Thursday, February 15, 2007

Breaking Down Resistance to Innovation

As I stated in a previous post, I don't believe there is any shortage of innovative social and humanitarian ideas. There is instead a shortage of people who recognise and embrace innovation of any kind, and a shortage of social entrepreneurs who know how to put their good ideas across. Most innovative ideas (good and bad) are destined to go unnoticed - that's a fact.

There isn't a lot that we can do to change human nature. Resistance to change is here to stay, but that doesn't mean it's insurmountable. We can - we must - learn to present our innovative ideas in ways that overcome the natural inertia resident in all of us. In short, we need to learn to sell our ideas.

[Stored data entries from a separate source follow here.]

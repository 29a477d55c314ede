//! Structured JSON logger
//!
//! - One log line = one event
//! - `event` first, then `severity`, then fields sorted by key
//! - Synchronous, no buffering
//! - Events below the caller's threshold are dropped before formatting

use std::fmt;
use std::io::{self, Write};

use serde::{Deserialize, Serialize};

/// Log severity levels
#[derive(Debug, Clone, Copy, PartialEq, Eq, PartialOrd, Ord, Hash, Serialize, Deserialize)]
#[serde(rename_all = "lowercase")]
pub enum Severity {
    /// Per-row detail
    Trace = 0,
    /// Normal operations
    Info = 1,
    /// Recoverable issues
    Warn = 2,
    /// Operation failures
    Error = 3,
}

impl Severity {
    /// Returns the string representation
    pub fn as_str(&self) -> &'static str {
        match self {
            Severity::Trace => "TRACE",
            Severity::Info => "INFO",
            Severity::Warn => "WARN",
            Severity::Error => "ERROR",
        }
    }

    /// Whether an event at `self` passes a `threshold`
    pub fn passes(&self, threshold: Severity) -> bool {
        *self >= threshold
    }
}

impl fmt::Display for Severity {
    fn fmt(&self, f: &mut fmt::Formatter<'_>) -> fmt::Result {
        write!(f, "{}", self.as_str())
    }
}

/// A structured logger that outputs JSON lines.
///
/// TRACE/INFO/WARN go to stdout, ERROR to stderr.
pub struct Logger;

impl Logger {
    /// Log an event if `severity` passes `threshold`
    pub fn log_at(threshold: Severity, severity: Severity, event: &str, fields: &[(&str, &str)]) {
        if !severity.passes(threshold) {
            return;
        }
        if severity == Severity::Error {
            Self::log_to_writer(severity, event, fields, &mut io::stderr());
        } else {
            Self::log_to_writer(severity, event, fields, &mut io::stdout());
        }
    }

    /// Log an event unconditionally
    pub fn log(severity: Severity, event: &str, fields: &[(&str, &str)]) {
        Self::log_at(Severity::Trace, severity, event, fields);
    }

    fn log_to_writer<W: Write>(
        severity: Severity,
        event: &str,
        fields: &[(&str, &str)],
        writer: &mut W,
    ) {
        let line = Self::format_line(severity, event, fields);
        let _ = writer.write_all(line.as_bytes());
        let _ = writer.flush();
    }

    /// Render one log line, including the trailing newline
    pub(crate) fn format_line(severity: Severity, event: &str, fields: &[(&str, &str)]) -> String {
        let mut output = String::with_capacity(128);

        output.push_str("{\"event\":\"");
        Self::escape_json_string(&mut output, event);
        output.push_str("\",\"severity\":\"");
        output.push_str(severity.as_str());
        output.push('"');

        let mut sorted_fields: Vec<_> = fields.iter().collect();
        sorted_fields.sort_by_key(|(k, _)| *k);

        for (key, value) in sorted_fields {
            output.push_str(",\"");
            Self::escape_json_string(&mut output, key);
            output.push_str("\":\"");
            Self::escape_json_string(&mut output, value);
            output.push('"');
        }

        output.push_str("}\n");
        output
    }

    fn escape_json_string(output: &mut String, s: &str) {
        for c in s.chars() {
            match c {
                '"' => output.push_str("\\\""),
                '\\' => output.push_str("\\\\"),
                '\n' => output.push_str("\\n"),
                '\r' => output.push_str("\\r"),
                '\t' => output.push_str("\\t"),
                c if c.is_control() => {
                    output.push_str(&format!("\\u{:04x}", c as u32));
                }
                c => output.push(c),
            }
        }
    }
}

Fortunately, the utilisation of effective sales methods does not require one to engage in shallow, manipulative or other ethically questionable behaviour. One need not wallow in the muck to put one's ideas across effectively. This was underscored in an e-mail essay I received on Tuesday(along with 49,000 others) from Robert Middleton.

Robert writes:

I admit it. I watched the Grammy Awards last night. The whole thing. Let me give you a very quick rundown:

There were wall-to-wall musical performances. Some awards were given out. Heartfelt thank-yous were offered. Everyone looked beautiful. But the show is already fading from memory.

The Grammys, like most award shows, value style over substance. Lots of flash and glitz and "look at how passionately wonderful I am." It all gets a little overwhelming after awhile as one thinks, "But I don't even listen to this kind of music, anyway!"

However, I took away a valuable marketing lesson that I'd like to share with you: Most marketing messages are much like the Grammys: the substance is missing.

Everyone's trying to get the perfect marketing message, the perfect look, the perfect mind-blowing information that will compel prospects to respond in droves.

But it usually falls flat. Why?

Because it's often missing the most important thing of all: What the client actually gets from working with you. Don't think this is all that important?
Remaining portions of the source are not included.